真剣に歌を志した里さんは、18歳で上京しました。
「ポップスの歌手になりたいと思って、プロデューサーを紹介してもらい、2005年にデビューしました」
その後、ミュージカル女優としても活躍。2013年、2015年には『レ・ミゼラブル』でフォンテーヌの役にも抜擢されました。
そして、今回『西郷どん』のテーマ曲を歌うことに。
「たくさんの人に知っていただく、すごいチャンスをいただいたと思っています。すでに私の声が流れていますが、自分ではいまだに『私、歌っているんだ…』って感じです(笑)。経験もチャンスもいただけて、本当にありがたいと思っています」
劇中では、奄美大島に流された西郷隆盛の2度目の妻となる愛加那の義理の姉役を演じる。歌の上手な娘という設定だ。
「私だけが本当に奄美大島の出身なので、言葉もすんなり出てきます。歌もうたわせてもらったりします」
実際に島の民謡の継承者としての里さんが歌う島唄は、きっとドラマに奥行きと熱を加えることでしょう。
「私にとって島唄は変わらない原点。普段生活するのと同じように、あるものです。祖父に教えてもらって、止めなくてよかったと思います。すべてが、今につながっていますから」。
里さんの原点である奄美大島とその島の唄。そこにはどんな香りが漂っているのでしょうか。
「私は夏に帰ることが多いのですが、奄美の空港に着いて、飛行機を降りると、湿った風と海の香りがします。実家も海に近いところにありますので、海の香りが島の香りですね。その香りをかいだ瞬間、その空気のなかに自分が溶け込んで、自然に戻れるような気がするのです。飛行機のなかから景色は見えていても、やはり空気や香りを感じるのは違います。風、空気、香りが毛穴にまで入ってきて、それが心地よく帰ってきたことを感じさせてくれるのです」
ハイビスカスなどの花の香りもあるけれど、海と草の香りが強くて、かき消してしまうと言います。でも里さんは花の香りも大好き。

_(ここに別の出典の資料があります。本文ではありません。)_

use std::error::Error as StdError;
use std::fmt;

use reqwest::header::InvalidHeaderValue;
use reqwest::{Method, StatusCode};

/// Broad category of an [`Error`].
///
/// Callers that need finer handling should branch on [`Error::status_code`].
#[non_exhaustive]
#[derive(Clone, Copy, Debug, PartialEq, Eq)]
pub enum Kind {
    /// The server answered with a non-success status.
    Status,
    /// Input was rejected before anything was sent.
    Validation,
    /// A payload could not be encoded or did not have the expected shape.
    Codec,
    /// The request never produced a response (connection, TLS, body read).
    Transport,
    Internal,
}

#[derive(Debug)]
pub struct Error {
    kind: Kind,
    source: Option<Box<dyn StdError + Send + Sync + 'static>>,
}

impl Error {
    pub fn with_source<S: StdError + Send + Sync + 'static>(kind: Kind, source: S) -> Self {
        Self {
            kind,
            source: Some(Box::new(source)),
        }
    }

    #[must_use]
    pub fn kind(&self) -> Kind {
        self.kind
    }

    #[must_use]
    pub fn inner(&self) -> Option<&(dyn StdError + Send + Sync + 'static)> {
        self.source.as_deref()
    }

    pub fn downcast_ref<E: StdError + 'static>(&self) -> Option<&E> {
        let e = self.source.as_deref()?;
        e.downcast_ref::<E>()
    }

    /// HTTP status that caused this error, when one is known.
    #[must_use]
    pub fn status_code(&self) -> Option<StatusCode> {
        if let Some(status) = self.downcast_ref::<Status>() {
            return Some(status.status_code);
        }
        self.downcast_ref::<reqwest::Error>()
            .and_then(reqwest::Error::status)
    }

    /// Human-readable description without the kind prefix.
    #[must_use]
    pub fn message(&self) -> String {
        self.source
            .as_ref()
            .map_or_else(|| format!("{:?}", self.kind), ToString::to_string)
    }

    pub fn validation<S: Into<String>>(reason: S) -> Self {
        Self::with_source(
            Kind::Validation,
            Validation {
                reason: reason.into(),
            },
        )
    }

    pub fn status<S: Into<String>>(
        status_code: StatusCode,
        method: Method,
        path: String,
        message: S,
    ) -> Self {
        Self::with_source(
            Kind::Status,
            Status {
                status_code,
                method,
                path,
                message: message.into(),
            },
        )
    }

    pub fn codec<S: Into<String>>(reason: S) -> Self {
        Self::with_source(
            Kind::Codec,
            Codec {
                reason: reason.into(),
            },
        )
    }
}

impl fmt::Display for Error {
    fn fmt(&self, f: &mut fmt::Formatter<'_>) -> fmt::Result {
        match &self.source {
            Some(src) => write!(f, "{:?}: {}", self.kind, src),
            None => write!(f, "{:?}", self.kind),
        }
    }
}

impl StdError for Error {
    fn source(&self) -> Option<&(dyn StdError + 'static)> {
        self.source
            .as_deref()
            .map(|e| e as &(dyn StdError + 'static))
    }
}

/// Non-success response from the matching service.
#[non_exhaustive]
#[derive(Debug)]
pub struct Status {
    pub status_code: StatusCode,
    pub method: Method,
    pub path: String,
    pub message: String,
}

impl fmt::Display for Status {
    fn fmt(&self, f: &mut fmt::Formatter<'_>) -> fmt::Result {
        write!(
            f,
            "error({}) making {} call to {} with {}",
            self.status_code, self.method, self.path, self.message
        )
    }
}

impl StdError for Status {}

#[non_exhaustive]
#[derive(Debug)]
pub struct Validation {
    pub reason: String,
}

impl fmt::Display for Validation {
    fn fmt(&self, f: &mut fmt::Formatter<'_>) -> fmt::Result {
        write!(f, "invalid: {}", self.reason)
    }
}

impl StdError for Validation {}

#[non_exhaustive]
#[derive(Debug)]
pub struct Codec {
    pub reason: String,
}

impl fmt::Display for Codec {
    fn fmt(&self, f: &mut fmt::Formatter<'_>) -> fmt::Result {
        write!(f, "malformed payload: {}", self.reason)
    }
}

impl StdError for Codec {}

impl From<reqwest::Error> for Error {
    fn from(e: reqwest::Error) -> Self {
        if e.is_builder() {
            return Error::with_source(Kind::Validation, e);
        }
        Error::with_source(Kind::Transport, e)
    }
}

impl From<url::ParseError> for Error {
    fn from(e: url::ParseError) -> Self {
        Error::with_source(Kind::Validation, e)
    }
}

impl From<serde_json::Error> for Error {
    fn from(e: serde_json::Error) -> Self {
        Error::with_source(Kind::Codec, e)
    }
}

impl From<base64::DecodeError> for Error {
    fn from(e: base64::DecodeError) -> Self {
        Error::with_source(Kind::Validation, e)
    }
}

impl From<InvalidHeaderValue> for Error {
    fn from(e: InvalidHeaderValue) -> Self {
        Error::with_source(Kind::Validation, e)
    }
}

impl From<serde_html_form::ser::Error> for Error {
    fn from(e: serde_html_form::ser::Error) -> Self {
        Error::with_source(Kind::Internal, e)
    }
}
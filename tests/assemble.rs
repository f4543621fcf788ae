mod common;

use std::str::FromStr as _;

use httpmock::Method::POST;
use httpmock::MockServer;
use renegade_external_match_client::auth::AUTH_HEADER;
use renegade_external_match_client::error::Kind;
use renegade_external_match_client::types::{
    ExternalQuoteResponse, OrderSide, SignedExternalQuote, U256,
};
use renegade_external_match_client::{AssembleQuoteOptions, ExternalMatchOptions};
use reqwest::StatusCode;

use crate::common::{BIG_QUOTE_AMOUNT, SCENARIO_ORDER_BODY};

const ASSEMBLE_PATH: &str = "/v0/matching-engine/assemble-external-match";

fn signed_quote() -> SignedExternalQuote {
    let response: ExternalQuoteResponse =
        serde_json::from_str(&common::quote_response_json()).expect("quote fixture");
    SignedExternalQuote::from(response)
}

fn default_assemble_body() -> String {
    format!(
        r#"{{"do_gas_estimation":false,"signed_quote":{}}}"#,
        serde_json::to_string(&signed_quote().to_api_signed_quote()).expect("serializes")
    )
}

#[tokio::test]
async fn default_assemble_sends_quote_without_sponsorship_metadata() -> anyhow::Result<()> {
    let body = default_assemble_body();
    assert!(
        body.contains(&format!(r#""quote_amount":{BIG_QUOTE_AMOUNT}"#)),
        "big amounts are re-sent as literals: {body}"
    );
    assert!(!body.contains("gas_sponsorship_info"), "metadata stripped");

    let server = MockServer::start_async().await;
    let mock = server
        .mock_async(|when, then| {
            when.method(POST)
                .path(ASSEMBLE_PATH)
                .header_exists(AUTH_HEADER)
                .body(default_assemble_body());
            then.status(200)
                .header("content-type", "application/json")
                .body(common::match_response_json());
        })
        .await;

    let response = common::client(&server)
        .assemble_quote(&signed_quote())
        .await?
        .expect("bundle");

    let bundle = response.match_bundle;
    assert_eq!(
        bundle.send.amount,
        U256::from_str(BIG_QUOTE_AMOUNT)?,
        "exact send amount"
    );
    assert_eq!(bundle.match_result.direction, OrderSide::Buy, "direction");
    assert_eq!(
        bundle.settlement_tx.calldata().map(ToString::to_string),
        Some("0xc0ffee".to_owned()),
        "settlement calldata"
    );
    assert!(!response.gas_sponsored, "not sponsored");
    mock.assert_async().await;
    Ok(())
}

#[tokio::test]
async fn default_assemble_has_no_query_string() -> anyhow::Result<()> {
    let server = MockServer::start_async().await;
    let with_query = server
        .mock_async(|when, then| {
            when.method(POST)
                .path(ASSEMBLE_PATH)
                .query_param_exists("disable_gas_sponsorship");
            then.status(500);
        })
        .await;
    let bare = server
        .mock_async(|when, then| {
            when.method(POST).path(ASSEMBLE_PATH);
            then.status(204);
        })
        .await;

    let response = common::client(&server)
        .assemble_quote(&signed_quote())
        .await?;

    assert!(response.is_none(), "204 is an empty result");
    assert_eq!(with_query.hits_async().await, 0, "no query parameters");
    bare.assert_async().await;
    Ok(())
}

#[tokio::test]
async fn requesting_sponsorship_adds_query_parameter() -> anyhow::Result<()> {
    let server = MockServer::start_async().await;
    let mock = server
        .mock_async(|when, then| {
            when.method(POST)
                .path(ASSEMBLE_PATH)
                .query_param("disable_gas_sponsorship", "false");
            then.status(204);
        })
        .await;

    let options = AssembleQuoteOptions::builder()
        .request_gas_sponsorship(true)
        .build();
    let response = common::client(&server)
        .assemble_quote_with_options(&signed_quote(), &options)
        .await?;

    assert!(response.is_none(), "empty");
    mock.assert_async().await;
    Ok(())
}

#[tokio::test]
async fn assemble_options_are_merged_into_the_body() -> anyhow::Result<()> {
    let server = MockServer::start_async().await;
    let mut updated = common::order();
    updated.quote_amount = U256::from(10_000_000);
    let updated_json = serde_json::to_string(&updated)?;

    let expected = format!(
        r#"{{"do_gas_estimation":true,"receiver_address":"0xreceiver","signed_quote":{},"updated_order":{updated_json}}}"#,
        serde_json::to_string(&signed_quote().to_api_signed_quote())?
    );
    let mock = server
        .mock_async(|when, then| {
            when.method(POST).path(ASSEMBLE_PATH).body(expected.as_str());
            then.status(204);
        })
        .await;

    let options = AssembleQuoteOptions::builder()
        .do_gas_estimation(true)
        .receiver_address("0xreceiver")
        .updated_order(updated)
        .build();
    common::client(&server)
        .assemble_quote_with_options(&signed_quote(), &options)
        .await?;

    mock.assert_async().await;
    Ok(())
}

#[tokio::test]
async fn unmodelled_quote_fields_reach_the_server() -> anyhow::Result<()> {
    let response = common::quote_response_json().replacen(
        r#""timestamp": 1700000000500"#,
        r#""timestamp": 1700000000500, "min_receive": 77"#,
        1,
    );
    let quote = SignedExternalQuote::from(serde_json::from_str::<ExternalQuoteResponse>(
        &response,
    )?);
    let expected = format!(
        r#"{{"do_gas_estimation":false,"signed_quote":{}}}"#,
        serde_json::to_string(&quote.to_api_signed_quote())?
    );
    assert!(expected.contains(r#""min_receive":77"#), "{expected}");

    let server = MockServer::start_async().await;
    let mock = server
        .mock_async(|when, then| {
            when.method(POST).path(ASSEMBLE_PATH).body(expected.as_str());
            then.status(204);
        })
        .await;

    common::client(&server).assemble_quote(&quote).await?;

    mock.assert_async().await;
    Ok(())
}

#[tokio::test]
async fn assemble_failure_carries_status() -> anyhow::Result<()> {
    let server = MockServer::start_async().await;
    server
        .mock_async(|when, then| {
            when.method(POST).path(ASSEMBLE_PATH);
            then.status(400).body("quote expired");
        })
        .await;

    let err = common::client(&server)
        .assemble_quote(&signed_quote())
        .await
        .expect_err("400");

    assert_eq!(err.kind(), Kind::Status, "kind");
    assert_eq!(err.status_code(), Some(StatusCode::BAD_REQUEST), "status");
    assert!(err.message().contains("quote expired"), "{err}");
    Ok(())
}

#[tokio::test]
async fn direct_match_wraps_the_order() -> anyhow::Result<()> {
    let server = MockServer::start_async().await;
    let expected = format!(
        r#"{{"do_gas_estimation":false,{}"#,
        SCENARIO_ORDER_BODY.trim_start_matches('{')
    );
    let mock = server
        .mock_async(|when, then| {
            when.method(POST)
                .path("/v0/matching-engine/request-external-match")
                .query_param("disable_gas_sponsorship", "true")
                .body(expected.as_str());
            then.status(200)
                .header("content-type", "application/json")
                .body(common::match_response_json());
        })
        .await;

    let options = ExternalMatchOptions::builder()
        .disable_gas_sponsorship(true)
        .build();
    let response = common::client(&server)
        .request_external_match_with_options(&common::order(), &options)
        .await?
        .expect("bundle");

    assert_eq!(
        response.match_bundle.match_result.quote_amount,
        U256::from_str(BIG_QUOTE_AMOUNT)?,
        "exact quote amount"
    );
    mock.assert_async().await;
    Ok(())
}
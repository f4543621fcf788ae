use bon::Builder;
use serde::{Deserialize, Serialize};
use serde_with::serde_as;

use crate::Result;
use crate::codec::IntegerLiteral;
use crate::error::Error;
use crate::types::{OrderSide, U256};

/// An order placed against the dark pool by a party outside it.
///
/// Exactly one of `base_amount`, `quote_amount`, `exact_base_output` or `exact_quote_output`
/// sizes the order; the rest stay zero.
#[non_exhaustive]
#[serde_as]
#[derive(Builder, Clone, Debug, Deserialize, Eq, PartialEq, Serialize)]
#[builder(on(String, into))]
pub struct ExternalOrder {
    pub quote_mint: String,
    pub base_mint: String,
    pub side: OrderSide,
    #[serde_as(as = "IntegerLiteral")]
    #[serde(default)]
    #[builder(default)]
    pub base_amount: U256,
    #[serde_as(as = "IntegerLiteral")]
    #[serde(default)]
    #[builder(default)]
    pub quote_amount: U256,
    #[serde_as(as = "IntegerLiteral")]
    #[serde(default)]
    #[builder(default)]
    pub exact_base_output: U256,
    #[serde_as(as = "IntegerLiteral")]
    #[serde(default)]
    #[builder(default)]
    pub exact_quote_output: U256,
    /// Smallest fill the order accepts; zero means any.
    #[serde_as(as = "IntegerLiteral")]
    #[serde(default)]
    #[builder(default)]
    pub min_fill_size: U256,
}

impl ExternalOrder {
    /// Checks the order is sized by a single amount before it is sent.
    ///
    /// `min_fill_size` is left to the server, which interprets it against the sizing amount.
    pub fn validate(&self) -> Result<()> {
        if self.quote_mint.trim().is_empty() || self.base_mint.trim().is_empty() {
            return Err(Error::validation("order mints must not be empty"));
        }

        let sizes = [
            self.base_amount,
            self.quote_amount,
            self.exact_base_output,
            self.exact_quote_output,
        ];
        match sizes.iter().filter(|amount| !amount.is_zero()).count() {
            1 => Ok(()),
            0 => Err(Error::validation(
                "order must set one of base_amount, quote_amount, exact_base_output or exact_quote_output",
            )),
            _ => Err(Error::validation(
                "order may set only one of base_amount, quote_amount, exact_base_output or exact_quote_output",
            )),
        }
    }
}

「甘い香りが好きで、よくばらの香りを使います。ESTEBANのセラミックにエッセンシャルオイルをたらして使うものを愛用しています。海外で仕事をすることも多くて、2016年にはスウェーデンのヨーテボリに3ヶ月いたりしたのですが、そういうとき、自分の家と同じ香りにしておくことで、ずいぶん、リラックスできました。ベッドの脇やリビングにESTEBANのセラミックを置いていたのです」
様々な土地での暮らしと経験を重ねても、なおかつ島の風をまとって。
里アンナさんの歌声と奄美大島での演技は、きっと多くの人の心に爽やかに吹き、余韻を残していくことでしょう。
取材・文 森 綾
フレグラボ編集長。雑誌、新聞、webと媒体を問わず、またインタビュー歴2200人以上、コラム、エッセイ、小説とジャンルを問わずに書く。
近刊は短編小説集『白トリュフとウォッカのスパゲッティ』(スター出版)。小説には映画『音楽人』の原作となった『音楽人1988』など。
エッセイは『一流の女が私だけに教えてくれたこと』(マガジンハウス)など多数。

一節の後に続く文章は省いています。